* [Stored items]:

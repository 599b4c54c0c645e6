use std::fs::DirBuilder;
use std::path::PathBuf;
use tempdir::TempDir;

pub fn with_input_and_output_paths(f: fn(PathBuf, PathBuf)) -> std::io::Result<()> {
    let dir = TempDir::new("bh-utils")?;
    let temp_dir_path = dir.path();
    let input_path = temp_dir_path.join("input");
    let output_path = temp_dir_path.join("output");
    DirBuilder::new().create(&input_path)?;
    DirBuilder::new().create(&output_path)?;

    f(input_path, output_path);

    dir.close()
}
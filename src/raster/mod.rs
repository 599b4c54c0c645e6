mod ascii;
mod diff;
mod fill;
mod grid;

use flate2::{bufread::GzDecoder, write::GzEncoder, Compression};
use std::{
    fs::File,
    io::{BufReader, BufWriter, Read, Write},
    path::Path,
};

use crate::error::{HeightError, Result};

pub use ascii::{AsciiGridError, AsciiGridParser};
pub use diff::{difference, DEFAULT_HEIGHT_CEILING};
pub use fill::fill_gaps;
pub use grid::{GeoTransform, RasterGrid};

#[cfg(test)]
mod tests {
    use crate::raster::{load_grid, save_grid, GeoTransform, RasterGrid};
    use crate::test::with_input_and_output_paths;

    #[test]
    fn saved_grids_load_back_plain_and_gzipped() {
        with_input_and_output_paths(|_, output_path| {
            let grid = RasterGrid::from_rows(
                vec![vec![Some(1.0), None], vec![Some(0.0), Some(2.5)]],
                GeoTransform::north_up(10.0, 20.0, 2.0),
                28992,
            );

            for name in ["grid.asc", "grid.asc.gz"] {
                let path = output_path.join(name);
                save_grid(&path, &grid, -9999.0).unwrap();
                assert_eq!(load_grid(&path, 28992).unwrap(), grid);
            }
        })
        .unwrap();
    }

    #[test]
    fn loading_an_absent_grid_reports_the_path() {
        with_input_and_output_paths(|input_path, _| {
            let missing = input_path.join("nope.asc");
            let err = load_grid(&missing, 28992).unwrap_err();
            assert!(err.to_string().contains("nope.asc"));
        })
        .unwrap();
    }
}

fn is_gzipped(path: &Path) -> bool {
    path.extension().map(|ext| ext == "gz").unwrap_or(false)
}

/// Loads an ASCII grid, transparently gunzipping `*.gz` paths.
pub fn load_grid(path: &Path, epsg: u32) -> Result<RasterGrid> {
    if !path.is_file() {
        return Err(HeightError::MissingInputFile(path.to_path_buf()));
    }

    let buf = BufReader::new(File::open(path)?);
    let mut s = String::new();

    if is_gzipped(path) {
        GzDecoder::new(buf).read_to_string(&mut s)?;
    } else {
        let mut buf = buf;
        buf.read_to_string(&mut s)?;
    }

    Ok(AsciiGridParser::parse(&s, epsg)?)
}

pub fn save_grid(path: &Path, grid: &RasterGrid, no_data_value: f64) -> Result<()> {
    let text = AsciiGridParser::write(grid, no_data_value)?;
    let buf = BufWriter::new(File::create(path)?);

    if is_gzipped(path) {
        let mut enc = GzEncoder::new(buf, Compression::default());
        enc.write_all(text.as_bytes())?;
        enc.finish()?.flush()?;
    } else {
        let mut buf = buf;
        buf.write_all(text.as_bytes())?;
        buf.flush()?;
    }

    Ok(())
}
use std::time::Instant;

use clap::{arg, Arg, ArgMatches};
use log::info;

use super::{existing_file, number_arg, output_file, Command};
use crate::config::PipelineConfig;
use crate::raster::{fill_gaps, load_grid, save_grid};

#[cfg(test)]
mod tests {
    use clap::ArgMatches;

    use crate::commands::{ClapCommand, Fill};
    use crate::config::PipelineConfig;
    use crate::raster::{load_grid, save_grid, GeoTransform, RasterGrid};
    use crate::test::with_input_and_output_paths;

    fn run(args: Vec<&str>) -> anyhow::Result<()> {
        let cmd = ClapCommand::new("fill", Box::new(Fill {}));
        let matches: ArgMatches = cmd.register().try_get_matches_from(args)?;
        cmd.run(&matches, &PipelineConfig::default())
    }

    #[test]
    fn bails_if_input_does_not_exist() {
        with_input_and_output_paths(|_, output_path| {
            let output = output_path.join("out.asc").to_string_lossy().to_string();
            assert!(run(vec!["fill", "-i", "/foo/dtm.asc", "-o", output.as_str()]).is_err());
        })
        .unwrap();
    }

    #[test]
    fn fills_every_missing_cell() {
        with_input_and_output_paths(|input_path, output_path| {
            let grid = RasterGrid::from_rows(
                vec![vec![Some(1.0), None], vec![None, Some(4.0)]],
                GeoTransform::north_up(0.0, 2.0, 1.0),
                28992,
            );
            let input = input_path.join("dtm.asc");
            let output = output_path.join("dtm_filled.asc.gz");
            save_grid(&input, &grid, -9999.0).unwrap();

            let (input_str, output_str) = (input.to_string_lossy().to_string(), output.to_string_lossy().to_string());
            run(vec!["fill", "-i", input_str.as_str(), "-o", output_str.as_str()]).unwrap();

            let filled = load_grid(&output, 28992).unwrap();
            assert_eq!(filled.to_rows(), vec![vec![Some(1.0), Some(1.0)], vec![Some(1.0), Some(4.0)]]);
        })
        .unwrap();
    }
}

pub struct Fill {}

impl Command for Fill {
    fn description(&self) -> &'static str {
        "Fill missing cells of an elevation grid with their nearest measured neighbour."
    }

    fn args(&self) -> Vec<Arg<'static>> {
        vec![
            arg!(-i --input <FILE> "ASCII grid with missing cells"),
            arg!(-o --output <FILE> "Path of the filled grid"),
            arg!(--epsg <CODE> "EPSG code of the grid").required(false),
        ]
    }

    fn run(&self, args: &ArgMatches, config: &PipelineConfig) -> anyhow::Result<()> {
        let start = Instant::now();
        let input = existing_file(args, "input")?;
        let output = output_file(args, "output")?;
        let epsg = number_arg(args, "epsg")?.unwrap_or(config.raster_epsg);

        let now = Instant::now();
        info!("▶️  Loading {}", input.display());
        let grid = load_grid(&input, epsg)?;
        info!("✔️  Loaded grid in {}ms", now.elapsed().as_millis());

        let missing = grid.missing_count();
        info!("ℹ️  {} missing cell(s)", missing);

        let now = Instant::now();
        info!("▶️  Filling gaps");
        let filled = fill_gaps(&grid)?;
        info!("✔️  Filled gaps in {}ms", now.elapsed().as_millis());

        save_grid(&output, &filled, config.output_nodata)?;

        info!("🎉  Finished in {}ms", start.elapsed().as_millis());

        Ok(())
    }
}
use log::debug;
use rayon::iter::{IntoParallelIterator, ParallelIterator};
use rstar::RTree;

use super::RasterGrid;
use crate::error::{HeightError, Result};


/// Replaces every missing cell with the value of the nearest known cell,
/// measured in `(row, col)` index space.
///
/// Ties between equidistant known cells go to the smallest `(row, col)` in
/// lexicographic order, which makes the result independent of tree layout and
/// thread scheduling.
pub fn fill_gaps(grid: &RasterGrid) -> Result<RasterGrid> {
    let (rows, columns) = grid.dimensions();
    let cells = grid.cells();

    let (known, missing): (Vec<usize>, Vec<usize>) =
        (0..cells.len()).partition(|&offset| cells[offset].is_some());

    if known.is_empty() {
        return Err(HeightError::AllCellsMissing);
    }
    if missing.is_empty() {
        return Ok(grid.clone());
    }

    debug!(
        "filling {} of {} cells in a {}x{} grid",
        missing.len(),
        cells.len(),
        rows,
        columns
    );

    let tree: RTree<[i64; 2]> = RTree::bulk_load(
        known
            .iter()
            .map(|&offset| {
                let (row, col) = grid.index_of(offset);
                [row as i64, col as i64]
            })
            .collect(),
    );

    let fills: Vec<(usize, Option<f64>)> = missing
        .into_par_iter()
        .map(|offset| {
            let (row, col) = grid.index_of(offset);
            let source = nearest_known(&tree, [row as i64, col as i64]);
            (offset, source.and_then(|[r, c]| grid.get(r as usize, c as usize)))
        })
        .collect();

    let mut filled = cells.to_vec();
    for (offset, value) in fills {
        filled[offset] = value;
    }

    Ok(grid.with_cells(filled))
}

fn nearest_known(tree: &RTree<[i64; 2]>, query: [i64; 2]) -> Option<[i64; 2]> {
    let mut candidates = tree.nearest_neighbor_iter_with_distance_2(&query);
    let (first, best_distance) = candidates.next()?;

    let mut chosen = *first;
    for (candidate, distance) in candidates {
        if distance > best_distance {
            break;
        }
        if *candidate < chosen {
            chosen = *candidate;
        }
    }

    Some(chosen)
}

* [Required action]:
Each line above, from the one that contains "let tree: RTree<[i64;" to the last line of the records, should be repeated exactly. Leave out all others.

* [Your response]:
    let tree: RTree<[i64; 2]> = RTree::bulk_load(
        known
            .iter()
            .map(|&offset| {
                let (row, col) = grid.index_of(offset);
                [row as i64, col as i64]
            })
            .collect(),
    );

    let fills: Vec<(usize, Option<f64>)> = missing
        .into_par_iter()
        .map(|offset| {
            let (row, col) = grid.index_of(offset);
            let source = nearest_known(&tree, [row as i64, col as i64]);
            (offset, source.and_then(|[r, c]| grid.get(r as usize, c as usize)))
        })
        .collect();

    let mut filled = cells.to_vec();
    for (offset, value) in fills {
        filled[offset] = value;
    }

    Ok(grid.with_cells(filled))
}

fn nearest_known(tree: &RTree<[i64; 2]>, query: [i64; 2]) -> Option<[i64; 2]> {
    let mut candidates = tree.nearest_neighbor_iter_with_distance_2(&query);
    let (first, best_distance) = candidates.next()?;

    let mut chosen = *first;
    for (candidate, distance) in candidates {
        if distance > best_distance {
            break;
        }
        if *candidate < chosen {
            chosen = *candidate;
        }
    }

    Some(chosen)
}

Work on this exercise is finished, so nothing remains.